Your objective – This exercise asks for every line of the material that includes the word "Lazy".
= = =
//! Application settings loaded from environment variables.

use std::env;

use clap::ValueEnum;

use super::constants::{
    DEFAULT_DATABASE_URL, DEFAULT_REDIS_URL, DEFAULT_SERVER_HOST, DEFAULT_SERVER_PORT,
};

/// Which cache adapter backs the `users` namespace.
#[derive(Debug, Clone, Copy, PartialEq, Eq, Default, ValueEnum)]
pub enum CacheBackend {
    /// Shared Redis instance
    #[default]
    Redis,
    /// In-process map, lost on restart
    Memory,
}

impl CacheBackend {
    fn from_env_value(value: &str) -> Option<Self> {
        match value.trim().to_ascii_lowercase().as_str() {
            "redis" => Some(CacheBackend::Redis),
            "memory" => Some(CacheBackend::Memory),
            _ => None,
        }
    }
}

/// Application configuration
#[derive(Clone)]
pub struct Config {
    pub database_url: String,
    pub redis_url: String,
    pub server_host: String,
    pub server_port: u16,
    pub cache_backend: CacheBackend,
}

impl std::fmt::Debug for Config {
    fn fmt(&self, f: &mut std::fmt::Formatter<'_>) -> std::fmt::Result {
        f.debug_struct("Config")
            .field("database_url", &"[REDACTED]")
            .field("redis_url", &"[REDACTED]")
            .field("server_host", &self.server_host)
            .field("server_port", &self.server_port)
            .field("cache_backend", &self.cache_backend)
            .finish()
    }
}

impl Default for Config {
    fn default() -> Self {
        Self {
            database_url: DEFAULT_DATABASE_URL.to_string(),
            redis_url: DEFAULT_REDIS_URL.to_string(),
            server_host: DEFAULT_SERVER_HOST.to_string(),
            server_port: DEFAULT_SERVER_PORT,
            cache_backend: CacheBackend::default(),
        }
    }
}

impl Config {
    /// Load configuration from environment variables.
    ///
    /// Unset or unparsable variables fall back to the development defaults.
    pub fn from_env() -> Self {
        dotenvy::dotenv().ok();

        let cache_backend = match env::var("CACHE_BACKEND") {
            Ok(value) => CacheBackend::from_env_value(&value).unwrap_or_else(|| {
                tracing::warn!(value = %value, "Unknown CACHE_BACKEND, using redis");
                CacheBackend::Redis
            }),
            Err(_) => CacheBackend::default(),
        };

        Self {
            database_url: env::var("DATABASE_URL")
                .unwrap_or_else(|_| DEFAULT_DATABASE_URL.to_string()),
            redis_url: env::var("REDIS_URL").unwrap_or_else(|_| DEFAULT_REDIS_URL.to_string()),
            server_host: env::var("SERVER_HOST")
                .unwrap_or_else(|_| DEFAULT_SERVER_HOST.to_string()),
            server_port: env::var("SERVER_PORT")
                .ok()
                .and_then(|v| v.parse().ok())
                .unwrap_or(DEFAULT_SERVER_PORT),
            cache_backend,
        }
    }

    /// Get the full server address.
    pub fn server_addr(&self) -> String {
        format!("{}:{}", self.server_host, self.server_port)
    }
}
= = =
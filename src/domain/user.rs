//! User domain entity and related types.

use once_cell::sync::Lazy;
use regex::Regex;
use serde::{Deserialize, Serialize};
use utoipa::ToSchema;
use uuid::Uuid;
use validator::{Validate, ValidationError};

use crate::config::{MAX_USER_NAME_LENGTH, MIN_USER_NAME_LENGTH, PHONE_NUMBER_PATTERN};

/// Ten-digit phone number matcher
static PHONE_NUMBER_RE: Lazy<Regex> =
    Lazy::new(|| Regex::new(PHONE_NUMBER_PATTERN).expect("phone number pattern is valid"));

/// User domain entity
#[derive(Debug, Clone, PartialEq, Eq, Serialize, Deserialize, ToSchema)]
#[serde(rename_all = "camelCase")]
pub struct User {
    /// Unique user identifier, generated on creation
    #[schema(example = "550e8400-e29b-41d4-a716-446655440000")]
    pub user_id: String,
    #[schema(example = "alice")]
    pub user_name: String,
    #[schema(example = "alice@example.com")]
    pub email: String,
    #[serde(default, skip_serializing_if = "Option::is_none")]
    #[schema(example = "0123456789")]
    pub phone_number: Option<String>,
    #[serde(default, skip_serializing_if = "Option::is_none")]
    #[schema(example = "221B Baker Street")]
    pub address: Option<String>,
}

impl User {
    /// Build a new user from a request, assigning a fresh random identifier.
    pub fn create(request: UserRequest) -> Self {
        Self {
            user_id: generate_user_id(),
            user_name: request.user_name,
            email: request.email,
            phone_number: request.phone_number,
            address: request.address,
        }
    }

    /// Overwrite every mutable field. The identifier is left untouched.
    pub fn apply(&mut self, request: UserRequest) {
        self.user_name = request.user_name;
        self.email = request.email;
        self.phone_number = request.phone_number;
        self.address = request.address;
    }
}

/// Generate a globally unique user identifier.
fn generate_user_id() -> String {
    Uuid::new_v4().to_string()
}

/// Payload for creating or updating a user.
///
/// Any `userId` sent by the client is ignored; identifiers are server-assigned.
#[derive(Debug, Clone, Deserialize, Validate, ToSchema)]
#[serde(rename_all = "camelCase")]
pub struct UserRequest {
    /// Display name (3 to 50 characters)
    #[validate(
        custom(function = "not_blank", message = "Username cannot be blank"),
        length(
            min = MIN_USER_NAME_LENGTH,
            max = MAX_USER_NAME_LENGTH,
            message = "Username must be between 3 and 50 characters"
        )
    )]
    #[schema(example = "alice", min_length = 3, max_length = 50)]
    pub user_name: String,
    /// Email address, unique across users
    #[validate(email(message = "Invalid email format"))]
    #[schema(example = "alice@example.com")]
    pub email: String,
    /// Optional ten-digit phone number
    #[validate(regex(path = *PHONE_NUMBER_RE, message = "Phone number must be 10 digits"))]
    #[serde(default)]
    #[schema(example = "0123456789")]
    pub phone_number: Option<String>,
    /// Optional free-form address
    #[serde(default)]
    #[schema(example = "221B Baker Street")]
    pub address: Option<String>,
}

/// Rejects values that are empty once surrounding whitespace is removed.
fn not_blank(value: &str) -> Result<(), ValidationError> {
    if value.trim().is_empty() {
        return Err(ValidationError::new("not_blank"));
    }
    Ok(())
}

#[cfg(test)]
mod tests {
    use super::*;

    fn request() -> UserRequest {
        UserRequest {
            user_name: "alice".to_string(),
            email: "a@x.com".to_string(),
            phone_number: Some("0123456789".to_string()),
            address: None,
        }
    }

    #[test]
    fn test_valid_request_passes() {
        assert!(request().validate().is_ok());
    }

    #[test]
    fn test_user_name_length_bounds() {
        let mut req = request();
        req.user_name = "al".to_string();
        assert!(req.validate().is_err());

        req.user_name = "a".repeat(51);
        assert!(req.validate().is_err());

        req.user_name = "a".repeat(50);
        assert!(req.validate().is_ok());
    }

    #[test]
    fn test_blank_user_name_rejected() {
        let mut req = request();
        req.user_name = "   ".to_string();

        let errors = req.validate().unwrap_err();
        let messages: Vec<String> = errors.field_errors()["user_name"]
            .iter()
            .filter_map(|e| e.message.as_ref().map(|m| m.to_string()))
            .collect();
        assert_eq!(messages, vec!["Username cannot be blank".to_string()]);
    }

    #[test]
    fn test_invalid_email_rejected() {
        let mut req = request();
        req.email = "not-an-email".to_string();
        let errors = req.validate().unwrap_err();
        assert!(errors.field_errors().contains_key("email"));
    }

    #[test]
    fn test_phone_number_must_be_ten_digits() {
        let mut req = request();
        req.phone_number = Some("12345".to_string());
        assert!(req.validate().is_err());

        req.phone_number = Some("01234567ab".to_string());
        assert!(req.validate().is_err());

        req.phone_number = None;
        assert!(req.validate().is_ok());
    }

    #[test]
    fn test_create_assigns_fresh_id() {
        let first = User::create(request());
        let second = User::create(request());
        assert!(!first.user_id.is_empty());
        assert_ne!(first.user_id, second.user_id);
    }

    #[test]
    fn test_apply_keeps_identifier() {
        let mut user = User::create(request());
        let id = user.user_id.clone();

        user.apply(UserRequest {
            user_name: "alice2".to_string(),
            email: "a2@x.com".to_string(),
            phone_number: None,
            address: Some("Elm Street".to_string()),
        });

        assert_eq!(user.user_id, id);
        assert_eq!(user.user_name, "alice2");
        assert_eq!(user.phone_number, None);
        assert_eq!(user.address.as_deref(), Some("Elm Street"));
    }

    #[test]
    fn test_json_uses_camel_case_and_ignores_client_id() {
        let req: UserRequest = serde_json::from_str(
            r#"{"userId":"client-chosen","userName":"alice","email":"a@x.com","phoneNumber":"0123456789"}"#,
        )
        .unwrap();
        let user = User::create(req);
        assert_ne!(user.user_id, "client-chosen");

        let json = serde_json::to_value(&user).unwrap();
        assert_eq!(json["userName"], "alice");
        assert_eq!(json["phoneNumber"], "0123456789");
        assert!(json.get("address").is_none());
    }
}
= = =
Answer to this exercise –
use once_cell::sync::Lazy;
static PHONE_NUMBER_RE: Lazy<Regex> =
    Lazy::new(|| Regex::new(PHONE_NUMBER_PATTERN).expect("phone number pattern is valid"));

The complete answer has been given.